What would settle it
Measure the actual loss after fine-tuning a model on a new small dataset and check whether the loss matches the value predicted by plugging the model size and dataset size into the reported power-law formula for effective transferred data.
read the original abstract
We study empirical scaling laws for transfer learning between distributions in an unsupervised, fine-tuning setting. When we train increasingly large neural networks from-scratch on a fixed-size dataset, they eventually become data-limited and stop improving in performance (cross-entropy loss). When we do the same for models pre-trained on a large language dataset, the slope in performance gains is merely reduced rather than going to zero. We calculate the effective data "transferred" from pre-training by determining how much data a transformer of the same size would have required to achieve the same loss when training from scratch. In other words, we focus on units of data while holding everything else fixed. We find that the effective data transferred is described well in the low data regime by a power-law of parameter count and fine-tuning dataset size. We believe the exponents in these power-laws correspond to measures of the generality of a model and proximity of distributions (in a directed rather than symmetric sense). We find that pre-training effectively multiplies the fine-tuning dataset size. Transfer, like overall performance, scales predictably in terms of parameters, data, and compute.
Editorial analysis
A structured set of objections, weighed in public.
Referee Report
Summary. The manuscript studies empirical scaling laws for transfer learning in an unsupervised fine-tuning setting for transformers. It shows that pre-trained models continue improving with fine-tuning data in regimes where from-scratch models plateau due to data limits. Effective data transferred from pre-training is computed by inverting the from-scratch loss-versus-data curve to find the D_eff that would produce the observed fine-tuned loss for the same model size. This D_eff is reported to follow a power-law dependence on parameter count and fine-tuning dataset size in the low-data regime, with the interpretation that pre-training multiplies the fine-tuning data and that the exponents measure generality and distribution proximity.

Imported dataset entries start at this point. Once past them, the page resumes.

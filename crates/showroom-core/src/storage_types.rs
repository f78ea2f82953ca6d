//! Storage backend selection.

use std::str::FromStr;

/// Which storage backend persists uploaded images.
#[derive(Debug, Clone, Copy, PartialEq, Eq)]
pub enum StorageBackend {
    Local,
    S3,
}

impl FromStr for StorageBackend {
    type Err = String;

    fn from_str(s: &str) -> Result<Self, Self::Err> {
        match s.to_lowercase().as_str() {
            "local" => Ok(StorageBackend::Local),
            "s3" => Ok(StorageBackend::S3),
            other => Err(format!("Unknown storage backend: {}", other)),
        }
    }
}

impl std::fmt::Display for StorageBackend {
    fn fmt(&self, f: &mut std::fmt::Formatter<'_>) -> std::fmt::Result {
        match self {
            StorageBackend::Local => write!(f, "local"),
            StorageBackend::S3 => write!(f, "s3"),
        }
    }
}
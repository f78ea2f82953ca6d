//! FAQ endpoints. FAQs are plain JSON and are listed unpaginated in
//! insertion order.

use std::sync::Arc;

use axum::extract::{Path, State};
use axum::response::Response;
use showroom_core::models::FaqDraft;
use showroom_core::AppError;
use uuid::Uuid;

use crate::error::{ApiJson, HttpAppError};
use crate::response;
use crate::state::AppState;

pub async fn list_faqs(State(state): State<Arc<AppState>>) -> Result<Response, HttpAppError> {
    let faqs = state.repos.faqs.list().await?;
    Ok(response::ok(faqs))
}

pub async fn get_faq(
    State(state): State<Arc<AppState>>,
    Path(id): Path<Uuid>,
) -> Result<Response, HttpAppError> {
    let faq = state
        .repos
        .faqs
        .get(id)
        .await?
        .ok_or_else(|| AppError::not_found_with_id(&id.to_string()))?;
    Ok(response::ok(faq))
}

pub async fn create_faq(
    State(state): State<Arc<AppState>>,
    ApiJson(draft): ApiJson<FaqDraft>,
) -> Result<Response, HttpAppError> {
    let faq = state.repos.faqs.create(&draft).await?;
    Ok(response::created(faq))
}

pub async fn update_faq(
    State(state): State<Arc<AppState>>,
    Path(id): Path<Uuid>,
    ApiJson(draft): ApiJson<FaqDraft>,
) -> Result<Response, HttpAppError> {
    let faq = state.repos.faqs.update(id, &draft).await?;
    Ok(response::ok(faq))
}

pub async fn delete_faq(
    State(state): State<Arc<AppState>>,
    Path(id): Path<Uuid>,
) -> Result<Response, HttpAppError> {
    let deleted = state.repos.faqs.delete(id).await?;
    if !deleted {
        return Err(AppError::not_found_with_id(&id.to_string()).into());
    }
    Ok(response::deleted())
}
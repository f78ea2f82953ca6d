//! Application state shared across handlers.

use showroom_core::Config;
use showroom_db::{
    AdminRepository, CarRepository, FaqRepository, FeedbackRepository, HomePageImagesRepository,
    MakeRepository, NewsRepository, PartnerRepository, SeasonalOfferRepository, SocialRepository,
    TermsRepository, WhatWeDoRepository,
};
use showroom_processing::{ImageNormalizer, UploadRules};
use showroom_storage::Storage;
use sqlx::PgPool;
use std::sync::Arc;

/// All repositories over the shared pool.
#[derive(Clone)]
pub struct Repositories {
    pub cars: CarRepository,
    pub makes: MakeRepository,
    pub news: NewsRepository,
    pub offers: SeasonalOfferRepository,
    pub partners: PartnerRepository,
    pub faqs: FaqRepository,
    pub feedback: FeedbackRepository,
    pub home_page_images: HomePageImagesRepository,
    pub social: SocialRepository,
    pub terms: TermsRepository,
    pub what_we_do: WhatWeDoRepository,
    pub admins: AdminRepository,
}

impl Repositories {
    pub fn new(pool: PgPool) -> Self {
        Self {
            cars: CarRepository::new(pool.clone()),
            makes: MakeRepository::new(pool.clone()),
            news: NewsRepository::new(pool.clone()),
            offers: SeasonalOfferRepository::new(pool.clone()),
            partners: PartnerRepository::new(pool.clone()),
            faqs: FaqRepository::new(pool.clone()),
            feedback: FeedbackRepository::new(pool.clone()),
            home_page_images: HomePageImagesRepository::new(pool.clone()),
            social: SocialRepository::new(pool.clone()),
            terms: TermsRepository::new(pool.clone()),
            what_we_do: WhatWeDoRepository::new(pool.clone()),
            admins: AdminRepository::new(pool),
        }
    }
}

/// Main application state.
#[derive(Clone)]
pub struct AppState {
    pub config: Config,
    pub pool: PgPool,
    pub repos: Repositories,
    pub storage: Arc<dyn Storage>,
    pub normalizer: ImageNormalizer,
    pub upload_rules: UploadRules,
}

impl AppState {
    pub fn new(config: Config, pool: PgPool, storage: Arc<dyn Storage>) -> Self {
        let normalizer = ImageNormalizer::new(
            config.max_file_size_bytes,
            config.max_image_width,
            config.jpeg_quality,
        );
        let upload_rules = UploadRules::new(
            config.max_file_size_bytes,
            config.allowed_content_types.clone(),
            config.max_images_per_car,
        );
        Self {
            repos: Repositories::new(pool.clone()),
            pool,
            storage,
            normalizer,
            upload_rules,
            config,
        }
    }

    /// Upload rules for endpoints that accept one image per field (news,
    /// offers, partners, home page slots) rather than a car image batch.
    pub fn single_image_rules(&self) -> UploadRules {
        UploadRules::new(
            self.config.max_file_size_bytes,
            self.config.allowed_content_types.clone(),
            1,
        )
    }
}

#[cfg(test)]
mod tests {
    use super::*;

    #[test]
    fn app_state_is_shareable_across_tasks() {
        fn assert_send_sync<T: Send + Sync>() {}
        assert_send_sync::<AppState>();
    }
}
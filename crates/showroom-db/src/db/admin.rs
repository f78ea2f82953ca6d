use showroom_core::models::Admin;
use showroom_core::AppError;
use sqlx::{PgPool, Postgres};
use uuid::Uuid;

const ADMIN_COLUMNS: &str = "id, name, mobile, email, password_hash, created_at, updated_at";

/// Repository for admin accounts.
#[derive(Clone)]
pub struct AdminRepository {
    pool: PgPool,
}

impl AdminRepository {
    pub fn new(pool: PgPool) -> Self {
        Self { pool }
    }

    #[tracing::instrument(skip(self, password_hash), fields(db.table = "admins", db.operation = "insert"))]
    pub async fn create(
        &self,
        name: &str,
        mobile: &str,
        email: &str,
        password_hash: &str,
    ) -> Result<Admin, AppError> {
        let query = format!(
            "INSERT INTO admins (name, mobile, email, password_hash) \
             VALUES ($1, $2, $3, $4) RETURNING {}",
            ADMIN_COLUMNS
        );
        let admin = sqlx::query_as::<Postgres, Admin>(&query)
            .bind(name)
            .bind(mobile)
            .bind(email)
            .bind(password_hash)
            .fetch_one(&self.pool)
            .await?;

        Ok(admin)
    }

    /// Seed helper: insert unless the email is already registered.
    #[tracing::instrument(skip(self, password_hash), fields(db.table = "admins", db.operation = "upsert"))]
    pub async fn create_if_absent(
        &self,
        name: &str,
        email: &str,
        password_hash: &str,
    ) -> Result<Option<Admin>, AppError> {
        let query = format!(
            "INSERT INTO admins (name, email, password_hash) VALUES ($1, $2, $3) \
             ON CONFLICT (email) DO NOTHING RETURNING {}",
            ADMIN_COLUMNS
        );
        let admin = sqlx::query_as::<Postgres, Admin>(&query)
            .bind(name)
            .bind(email)
            .bind(password_hash)
            .fetch_optional(&self.pool)
            .await?;

        Ok(admin)
    }

    #[tracing::instrument(skip(self), fields(db.table = "admins", db.operation = "select", db.record_id = %id))]
    pub async fn get(&self, id: Uuid) -> Result<Option<Admin>, AppError> {
        let query = format!("SELECT {} FROM admins WHERE id = $1", ADMIN_COLUMNS);
        let admin = sqlx::query_as::<Postgres, Admin>(&query)
            .bind(id)
            .fetch_optional(&self.pool)
            .await?;

        Ok(admin)
    }

    #[tracing::instrument(skip(self), fields(db.table = "admins", db.operation = "select"))]
    pub async fn find_by_email(&self, email: &str) -> Result<Option<Admin>, AppError> {
        let query = format!("SELECT {} FROM admins WHERE email = $1", ADMIN_COLUMNS);
        let admin = sqlx::query_as::<Postgres, Admin>(&query)
            .bind(email)
            .fetch_optional(&self.pool)
            .await?;

        Ok(admin)
    }
}
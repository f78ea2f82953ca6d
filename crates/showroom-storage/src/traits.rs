//! Storage abstraction trait
//!
//! All storage backends must implement [`Storage`]. Callers treat the
//! returned URL as an opaque durable reference.

use async_trait::async_trait;
use showroom_core::StorageBackend;
use thiserror::Error;

/// Storage operation errors
#[derive(Debug, Error)]
pub enum StorageError {
    #[error("Write failed: {0}")]
    WriteFailed(String),

    #[error("Read failed: {0}")]
    ReadFailed(String),

    #[error("Delete failed: {0}")]
    DeleteFailed(String),

    #[error("File not found: {0}")]
    NotFound(String),

    #[error("Invalid storage key: {0}")]
    InvalidKey(String),

    #[error("IO error: {0}")]
    IoError(#[from] std::io::Error),

    #[error("Configuration error: {0}")]
    ConfigError(String),
}

/// Result type for storage operations
pub type StorageResult<T> = Result<T, StorageError>;

/// Storage abstraction trait
///
/// `store` writes bytes under a collision-resistant generated name within
/// `folder` and returns the public URL. `delete` takes the URL back and is
/// idempotent: deleting a missing object is not an error. Write failures
/// propagate; callers doing cleanup are expected to log and swallow delete
/// failures rather than let them block the primary operation.
#[async_trait]
pub trait Storage: Send + Sync {
    /// Store bytes and return the public URL of the new object.
    async fn store(
        &self,
        folder: &str,
        original_name: &str,
        content_type: &str,
        data: Vec<u8>,
    ) -> StorageResult<String>;

    /// Fetch the bytes behind a URL previously returned by `store`.
    async fn download(&self, url: &str) -> StorageResult<Vec<u8>>;

    /// Best-effort removal. Missing objects are not an error.
    async fn delete(&self, url: &str) -> StorageResult<()>;

    /// Whether the object behind `url` still exists.
    async fn exists(&self, url: &str) -> StorageResult<bool>;

    /// Which backend this is.
    fn backend_type(&self) -> StorageBackend;
}
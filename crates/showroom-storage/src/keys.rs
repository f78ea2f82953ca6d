//! Shared object-name generation for storage backends.
//!
//! Names are `{folder}/{uuid}.{ext}`: unique per call, so concurrent stores
//! never reuse an existing name.

use uuid::Uuid;

/// Generate a collision-resistant object key under `folder`, keeping the
/// original file extension (lowercased, defaulting to `jpg`).
pub fn generate_object_key(folder: &str, original_name: &str) -> String {
    let ext = original_name
        .rsplit('.')
        .next()
        .filter(|e| !e.is_empty() && e.len() <= 5 && e.chars().all(|c| c.is_ascii_alphanumeric()))
        .map(|e| e.to_lowercase())
        .unwrap_or_else(|| "jpg".to_string());
    format!("{}/{}.{}", folder.trim_matches('/'), Uuid::new_v4(), ext)
}

#[cfg(test)]
mod tests {
    use super::*;

    #[test]
    fn keeps_extension_and_folder() {
        let key = generate_object_key("cars", "photo.PNG");
        assert!(key.starts_with("cars/"));
        assert!(key.ends_with(".png"));
    }

    #[test]
    fn defaults_missing_or_bogus_extension() {
        assert!(generate_object_key("news", "noext").ends_with(".jpg"));
        assert!(generate_object_key("news", "weird.<script>").ends_with(".jpg"));
    }

    #[test]
    fn successive_keys_are_unique() {
        let a = generate_object_key("cars", "a.jpg");
        let b = generate_object_key("cars", "a.jpg");
        assert_ne!(a, b);
    }
}
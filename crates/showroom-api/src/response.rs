//! Success response envelope.
//!
//! Every successful endpoint responds with `{ "success": true, ... }`; list
//! endpoints add `count` (page size), `total` (all matches) and a
//! `pagination` block. Errors use the shape in [`crate::error`].

use axum::http::StatusCode;
use axum::response::{IntoResponse, Response};
use axum::Json;
use serde::Serialize;
use showroom_core::models::{PageInfo, Pagination};
use showroom_core::{messages, Message};

#[derive(Serialize)]
pub struct ApiResponse<T: Serialize> {
    pub success: bool,
    #[serde(skip_serializing_if = "Option::is_none")]
    pub count: Option<usize>,
    #[serde(skip_serializing_if = "Option::is_none")]
    pub total: Option<i64>,
    #[serde(skip_serializing_if = "Option::is_none")]
    pub pagination: Option<PageInfo>,
    #[serde(skip_serializing_if = "Option::is_none")]
    pub data: Option<T>,
    #[serde(skip_serializing_if = "Option::is_none")]
    pub message: Option<Message>,
}

/// `200 { success, data }`
pub fn ok<T: Serialize>(data: T) -> Response {
    Json(ApiResponse {
        success: true,
        count: None,
        total: None,
        pagination: None,
        data: Some(data),
        message: None,
    })
    .into_response()
}

/// `201 { success, data }`
pub fn created<T: Serialize>(data: T) -> Response {
    (
        StatusCode::CREATED,
        Json(ApiResponse {
            success: true,
            count: None,
            total: None,
            pagination: None,
            data: Some(data),
            message: None,
        }),
    )
        .into_response()
}

/// `200 { success, count, total, pagination, data }`
pub fn list<T: Serialize>(items: Vec<T>, total: i64, pagination: &Pagination) -> Response {
    Json(ApiResponse {
        success: true,
        count: Some(items.len()),
        total: Some(total),
        pagination: Some(PageInfo::new(pagination, total)),
        data: Some(items),
        message: None,
    })
    .into_response()
}

/// `200 { success, message }` after a delete.
pub fn deleted() -> Response {
    Json(ApiResponse::<()> {
        success: true,
        count: None,
        total: None,
        pagination: None,
        data: None,
        message: Some(messages::deleted()),
    })
    .into_response()
}

#[cfg(test)]
mod tests {
    use super::*;

    #[test]
    fn list_envelope_carries_count_total_pagination() {
        let body = ApiResponse {
            success: true,
            count: Some(2),
            total: Some(5),
            pagination: Some(PageInfo::new(&Pagination { page: 1, limit: 2 }, 5)),
            data: Some(vec!["a", "b"]),
            message: None,
        };
        let json = serde_json::to_value(&body).unwrap();
        assert_eq!(json["success"], true);
        assert_eq!(json["count"], 2);
        assert_eq!(json["total"], 5);
        assert_eq!(json["pagination"]["totalPages"], 3);
    }

    #[test]
    fn plain_envelope_omits_list_fields() {
        let body = ApiResponse {
            success: true,
            count: None,
            total: None,
            pagination: None,
            data: Some("x"),
            message: None,
        };
        let json = serde_json::to_value(&body).unwrap();
        assert!(json.get("count").is_none());
        assert!(json.get("pagination").is_none());
    }
}
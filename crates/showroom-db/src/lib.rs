//! Showroom Database Library
//!
//! Repositories for catalog entities (cars, makes, news, offers, partners,
//! FAQs, feedback), the site content singletons, and admin accounts.

pub mod db;

pub use db::{
    AdminRepository, CarRepository, FaqRepository, FeedbackRepository, HomePageImagesRepository,
    MakeRepository, NewsRepository, PartnerRepository, SeasonalOfferRepository, SocialRepository,
    TermsRepository, WhatWeDoRepository,
};
use crate::keys::generate_object_key;
use crate::traits::{Storage, StorageError, StorageResult};
use async_trait::async_trait;
use showroom_core::StorageBackend;
use std::path::{Path, PathBuf};
use tokio::fs;
use tokio::io::AsyncWriteExt;

/// Local filesystem storage implementation
#[derive(Clone)]
pub struct LocalStorage {
    base_path: PathBuf,
    base_url: String,
}

impl LocalStorage {
    /// Create a new LocalStorage instance
    ///
    /// # Arguments
    /// * `base_path` - Root directory for uploads (e.g., "uploads")
    /// * `base_url` - URL prefix served by the frontend proxy (e.g., "/uploads")
    pub async fn new(base_path: impl Into<PathBuf>, base_url: String) -> StorageResult<Self> {
        let base_path = base_path.into();

        fs::create_dir_all(&base_path).await.map_err(|e| {
            StorageError::ConfigError(format!(
                "Failed to create storage directory {}: {}",
                base_path.display(),
                e
            ))
        })?;

        Ok(LocalStorage {
            base_path,
            base_url: base_url.trim_end_matches('/').to_string(),
        })
    }

    /// Map a public URL back to the object key, rejecting URLs outside this
    /// backend's prefix.
    fn url_to_key<'a>(&self, url: &'a str) -> StorageResult<&'a str> {
        let key = url
            .strip_prefix(&self.base_url)
            .map(|rest| rest.trim_start_matches('/'))
            .ok_or_else(|| StorageError::InvalidKey(format!("URL not under {}", self.base_url)))?;
        if key.is_empty() {
            return Err(StorageError::InvalidKey("Empty storage key".to_string()));
        }
        Ok(key)
    }

    /// Convert storage key to filesystem path with traversal validation.
    fn key_to_path(&self, storage_key: &str) -> StorageResult<PathBuf> {
        if storage_key.contains("..") || storage_key.starts_with('/') {
            return Err(StorageError::InvalidKey(
                "Storage key contains invalid characters".to_string(),
            ));
        }
        Ok(self.base_path.join(storage_key))
    }

    fn generate_url(&self, key: &str) -> String {
        format!("{}/{}", self.base_url, key)
    }

    async fn ensure_parent_dir(&self, path: &Path) -> StorageResult<()> {
        if let Some(parent) = path.parent() {
            fs::create_dir_all(parent).await?;
        }
        Ok(())
    }
}

#[async_trait]
impl Storage for LocalStorage {
    async fn store(
        &self,
        folder: &str,
        original_name: &str,
        _content_type: &str,
        data: Vec<u8>,
    ) -> StorageResult<String> {
        let key = generate_object_key(folder, original_name);
        let path = self.key_to_path(&key)?;
        let size = data.len();

        self.ensure_parent_dir(&path).await?;

        let start = std::time::Instant::now();

        let mut file = fs::File::create(&path).await.map_err(|e| {
            StorageError::WriteFailed(format!("Failed to create file {}: {}", path.display(), e))
        })?;

        file.write_all(&data).await.map_err(|e| {
            StorageError::WriteFailed(format!("Failed to write file {}: {}", path.display(), e))
        })?;

        file.sync_all().await.map_err(|e| {
            StorageError::WriteFailed(format!("Failed to sync file {}: {}", path.display(), e))
        })?;

        let url = self.generate_url(&key);

        tracing::info!(
            key = %key,
            size_bytes = size,
            duration_ms = start.elapsed().as_secs_f64() * 1000.0,
            "Local storage write successful"
        );

        Ok(url)
    }

    async fn download(&self, url: &str) -> StorageResult<Vec<u8>> {
        let key = self.url_to_key(url)?;
        let path = self.key_to_path(key)?;

        if !fs::try_exists(&path).await.unwrap_or(false) {
            return Err(StorageError::NotFound(key.to_string()));
        }

        fs::read(&path).await.map_err(|e| {
            StorageError::ReadFailed(format!("Failed to read file {}: {}", path.display(), e))
        })
    }

    async fn delete(&self, url: &str) -> StorageResult<()> {
        let key = self.url_to_key(url)?;
        let path = self.key_to_path(key)?;

        if !fs::try_exists(&path).await.unwrap_or(false) {
            // Already gone; idempotent.
            return Ok(());
        }

        fs::remove_file(&path).await.map_err(|e| {
            StorageError::DeleteFailed(format!("Failed to delete file {}: {}", path.display(), e))
        })?;

        tracing::info!(key = %key, "Local storage delete successful");

        Ok(())
    }

    async fn exists(&self, url: &str) -> StorageResult<bool> {
        let key = self.url_to_key(url)?;
        let path = self.key_to_path(key)?;
        Ok(fs::try_exists(&path).await.unwrap_or(false))
    }

    fn backend_type(&self) -> StorageBackend {
        StorageBackend::Local
    }
}

#[cfg(test)]
mod tests {
    use super::*;
    use tempfile::tempdir;

    async fn test_storage(dir: &tempfile::TempDir) -> LocalStorage {
        LocalStorage::new(dir.path(), "/uploads".to_string())
            .await
            .unwrap()
    }

    #[tokio::test]
    async fn store_then_download_round_trips() {
        let dir = tempdir().unwrap();
        let storage = test_storage(&dir).await;

        let data = b"jpeg bytes".to_vec();
        let url = storage
            .store("cars", "photo.jpg", "image/jpeg", data.clone())
            .await
            .unwrap();

        assert!(url.starts_with("/uploads/cars/"));
        assert!(url.ends_with(".jpg"));

        let downloaded = storage.download(&url).await.unwrap();
        assert_eq!(data, downloaded);
    }

    #[tokio::test]
    async fn delete_is_idempotent() {
        let dir = tempdir().unwrap();
        let storage = test_storage(&dir).await;

        let url = storage
            .store("news", "pic.png", "image/png", b"png".to_vec())
            .await
            .unwrap();

        storage.delete(&url).await.unwrap();
        // Second delete of the same URL must not error.
        storage.delete(&url).await.unwrap();
        // Neither does deleting something that never existed.
        storage.delete("/uploads/news/never-there.png").await.unwrap();

        assert!(!storage.exists(&url).await.unwrap());
    }

    #[tokio::test]
    async fn path_traversal_is_rejected() {
        let dir = tempdir().unwrap();
        let storage = test_storage(&dir).await;

        let result = storage.download("/uploads/../../etc/passwd").await;
        assert!(matches!(result, Err(StorageError::InvalidKey(_))));

        let result = storage.delete("/uploads/../secret.txt").await;
        assert!(matches!(result, Err(StorageError::InvalidKey(_))));
    }

    #[tokio::test]
    async fn urls_outside_prefix_are_rejected() {
        let dir = tempdir().unwrap();
        let storage = test_storage(&dir).await;

        let result = storage.download("https://elsewhere.example/cars/x.jpg").await;
        assert!(matches!(result, Err(StorageError::InvalidKey(_))));
    }

    #[tokio::test]
    async fn concurrent_stores_never_collide() {
        let dir = tempdir().unwrap();
        let storage = test_storage(&dir).await;

        let mut urls = Vec::new();
        for _ in 0..8 {
            urls.push(
                storage
                    .store("cars", "same-name.jpg", "image/jpeg", b"x".to_vec())
                    .await
                    .unwrap(),
            );
        }
        let unique: std::collections::HashSet<_> = urls.iter().collect();
        assert_eq!(unique.len(), urls.len());
    }
}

Significance. If the central results hold after addressing the inversion assumptions, the work supplies a data-centric, quantitative description of transfer that extends existing scaling-law analyses and could guide decisions on pre-training compute allocation versus fine-tuning data. The focus on low-data regime and the explicit power-law form for effective transferred data are useful contributions, though they rest on the validity of treating from-scratch curves as an invertible baseline.
major comments (2)
- [Effective data calculation (described in abstract and methods)] The effective-data inversion (L_scratch(N, D_eff) = L_finetune(N, D_ft)) is the load-bearing step for all subsequent power-law claims. The manuscript provides no diagnostics that the power-law regime, exponents, or location remain unchanged when training begins from a pre-trained checkpoint rather than random initialization; differing optimization trajectories or effective capacity could systematically bias D_eff. This assumption is not tested and directly affects the claim that pre-training multiplies fine-tuning data.
- [Results on effective transferred data] The power-law fit to effective data in the low-data regime is presented without error bars on the fitted exponents, without the exact functional form or regression procedure used for the from-scratch baseline, and without comparisons to alternative forms (e.g., log or saturating functions). These omissions make it impossible to assess how well the power law actually describes the data or how sensitive the reported exponents are to fitting choices.
minor comments (2)
- [Notation and definitions] Notation for D_eff and the power-law exponents should be introduced with explicit equations early in the text to improve readability when the same symbols appear in later figures and interpretations.
- [Figures] Several loss-curve figures would be clearer if they overlaid the from-scratch and fine-tuned curves on identical axes with explicit indication of the inversion points used to obtain D_eff.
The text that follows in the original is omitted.